Clinical manifestations:
- Disturbance of killing neutrophils of bacteria and bacteria abroad.
- The percentage of bacterial infections does not increase.
- Deep Candida infections.
- The supplemental deficiency
- Supplementary deficiency C1 Astrase.
Clinical manifestations:
- Bacterial infections.
- Increased susceptibility to infections, especially for double-gram negatives such as nazeria.
- autoimmune diseases.
- The lack of early compounds through the classic activation of the supplement leads to different clinical manifestations depending on the pattern of incomplete complement.
It is relatively common and inherited as an autosomal recessive. Melobroxidase is a component of neutrophil-loving neutrophil granules. The production of oxalide and other toxic media is important for the cytotoxic function, the topical meloproxidase gene on the chromosome 17.
Clinical manifestations:
- Disturbance of killing neutrophils of bacteria and bacteria abroad.
- The percentage of bacterial infections does not increase.

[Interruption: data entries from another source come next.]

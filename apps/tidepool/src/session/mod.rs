pub mod handle;
pub mod negotiator;

pub use handle::{ChannelSlot, SessionHandle};
pub use negotiator::{NegotiationError, negotiate};

use thiserror::Error;
use url::Url;

/// Connection settings for one playground gateway.
///
/// The base URL may be given as `http(s)` or `ws(s)`; each consumer converts
/// to the scheme family it needs. A bare `host:port` gets a scheme inferred
/// from whether the host looks local.
#[derive(Clone, Debug)]
pub struct SessionConfig {
    base_url: Url,
}

impl SessionConfig {
    pub fn new(server_base_url: impl AsRef<str>) -> Result<Self, ConfigError> {
        // Allow a centralized override so callers and env stay consistent.
        let mut base = std::env::var("TIDEPOOL_SERVER_BASE")
            .ok()
            .and_then(|s| {
                let trimmed = s.trim().to_string();
                if trimmed.is_empty() { None } else { Some(trimmed) }
            })
            .unwrap_or_else(|| server_base_url.as_ref().trim().to_string());
        if base.is_empty() {
            return Err(ConfigError::InvalidBaseUrl(
                "server base url cannot be empty".into(),
            ));
        }
        if !base.contains("://") {
            let inferred_scheme = infer_scheme(&base);
            base = format!("{inferred_scheme}{base}");
        }
        let parsed = Url::parse(&base)
            .map_err(|err| ConfigError::InvalidBaseUrl(format!("invalid server url: {err}")))?;
        if !matches!(parsed.scheme(), "http" | "https" | "ws" | "wss") {
            return Err(ConfigError::InvalidBaseUrl(format!(
                "unsupported scheme '{}'",
                parsed.scheme()
            )));
        }
        Ok(Self { base_url: parsed })
    }

    pub fn base_url(&self) -> &Url {
        &self.base_url
    }

    /// Base URL with an HTTP-family scheme, for the request/response APIs.
    pub fn http_base(&self) -> Url {
        let mut url = self.base_url.clone();
        let mapped = match url.scheme() {
            "ws" => "http",
            "wss" => "https",
            other => other,
        };
        url.set_scheme(mapped).expect("http family scheme");
        url
    }

    /// WebSocket endpoint for one execution session, with the language
    /// embedded as a connection parameter.
    pub fn exec_url(&self, kind: SessionKind, language: &str) -> Result<Url, ConfigError> {
        let mut url = self
            .base_url
            .join(kind.endpoint_path())
            .map_err(|err| ConfigError::InvalidBaseUrl(format!("invalid exec endpoint: {err}")))?;
        let mapped = match url.scheme() {
            "http" => "ws",
            "https" => "wss",
            other => other,
        };
        url.set_scheme(mapped)
            .map_err(|_| ConfigError::InvalidBaseUrl("unsupported scheme".into()))?;
        url.query_pairs_mut().append_pair("lang", language);
        Ok(url)
    }
}

fn infer_scheme(base: &str) -> &'static str {
    let host_part = base
        .split('/')
        .next()
        .unwrap_or(base)
        .trim_start_matches('[')
        .split(']')
        .next()
        .unwrap_or(base);
    let host_lower = host_part.to_ascii_lowercase();
    if host_lower.starts_with("localhost")
        || host_lower == "0.0.0.0"
        || host_lower.starts_with("127.")
        || host_lower == "::1"
        || host_lower.starts_with("10.")
        || host_lower.starts_with("192.168.")
        || host_lower
            .strip_prefix("172.")
            .and_then(|rest| rest.split('.').next())
            .and_then(|octet| octet.parse::<u8>().ok())
            .map(|octet| (16..32).contains(&octet))
            .unwrap_or(false)
    {
        "http://"
    } else {
        "https://"
    }
}

/// What the caller wants from the gateway. Immutable once issued.
#[derive(Clone, Debug, PartialEq, Eq)]
pub enum SessionRequest {
    /// Run a batch of source code. Empty code is valid and forwarded as-is.
    Run { language: String, code: String },
    /// Attach an interactive terminal.
    Term { language: String },
}

impl SessionRequest {
    pub fn kind(&self) -> SessionKind {
        match self {
            SessionRequest::Run { .. } => SessionKind::Run,
            SessionRequest::Term { .. } => SessionKind::Term,
        }
    }

    pub fn language(&self) -> &str {
        match self {
            SessionRequest::Run { language, .. } => language,
            SessionRequest::Term { language } => language,
        }
    }
}

#[derive(Clone, Copy, Debug, PartialEq, Eq)]
pub enum SessionKind {
    Run,
    Term,
}

impl SessionKind {
    fn endpoint_path(self) -> &'static str {
        match self {
            SessionKind::Run => "api/exec/run",
            SessionKind::Term => "api/exec/term",
        }
    }

    pub fn label(self) -> &'static str {
        match self {
            SessionKind::Run => "run",
            SessionKind::Term => "term",
        }
    }
}

#[derive(Debug, Error)]
pub enum ConfigError {
    #[error("invalid server base url: {0}")]
    InvalidBaseUrl(String),
}

#[cfg(test)]
mod tests {
    use super::*;

    #[test]
    fn defaults_to_https_for_public_hosts() {
        assert_eq!(infer_scheme("play.example.com"), "https://");
        assert_eq!(infer_scheme("play.example.com/some/path"), "https://");
        assert_eq!(infer_scheme("13.215.162.4"), "https://");
    }

    #[test]
    fn defaults_to_http_for_local_hosts() {
        for host in [
            "localhost",
            "localhost:8080",
            "127.0.0.1",
            "127.0.0.1:8080",
            "0.0.0.0",
            "10.0.0.5",
            "192.168.1.10",
            "172.16.0.1",
            "172.31.255.255",
            "[::1]",
        ] {
            assert_eq!(infer_scheme(host), "http://");
        }
    }

    #[test]
    fn session_config_infers_scheme() {
        let https = SessionConfig::new("play.example.com").unwrap();
        assert_eq!(https.base_url().as_str(), "https://play.example.com/");

        let http = SessionConfig::new("localhost:8080").unwrap();
        assert_eq!(http.base_url().as_str(), "http://localhost:8080/");
    }

    #[test]
    fn rejects_unsupported_scheme() {
        assert!(matches!(
            SessionConfig::new("ftp://play.example.com"),
            Err(ConfigError::InvalidBaseUrl(_))
        ));
    }

    #[test]
    fn exec_url_maps_scheme_and_embeds_language() {
        let config = SessionConfig::new("http://127.0.0.1:8080").unwrap();
        let run = config.exec_url(SessionKind::Run, "lua").unwrap();
        assert_eq!(run.as_str(), "ws://127.0.0.1:8080/api/exec/run?lang=lua");

        let term = config.exec_url(SessionKind::Term, "python").unwrap();
        assert_eq!(
            term.as_str(),
            "ws://127.0.0.1:8080/api/exec/term?lang=python"
        );
    }

    #[test]
    fn exec_url_uses_wss_for_https() {
        let config = SessionConfig::new("https://play.example.com").unwrap();
        let url = config.exec_url(SessionKind::Run, "golang").unwrap();
        assert_eq!(url.as_str(), "wss://play.example.com/api/exec/run?lang=golang");
    }

    #[test]
    fn ws_base_is_kept_for_exec_and_mapped_for_http() {
        let config = SessionConfig::new("ws://127.0.0.1:8080").unwrap();
        let exec = config.exec_url(SessionKind::Term, "bash").unwrap();
        assert_eq!(exec.scheme(), "ws");
        assert_eq!(config.http_base().scheme(), "http");
    }

    #[test]
    fn request_accessors() {
        let run = SessionRequest::Run {
            language: "lua".into(),
            code: "print(1)".into(),
        };
        assert_eq!(run.kind(), SessionKind::Run);
        assert_eq!(run.language(), "lua");

        let term = SessionRequest::Term {
            language: "bash".into(),
        };
        assert_eq!(term.kind(), SessionKind::Term);
        assert_eq!(term.language(), "bash");
    }
}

- Deep Candida infections.
- The supplemental deficiency
- Supplementary deficiency C1 Astrase.
Clinical manifestations:
- Bacterial infections.
- Increased susceptibility to infections, especially for double-gram negatives such as nazeria.
- autoimmune diseases.
- The lack of early compounds through the classic activation of the supplement leads to different clinical manifestations depending on the pattern of incomplete complement.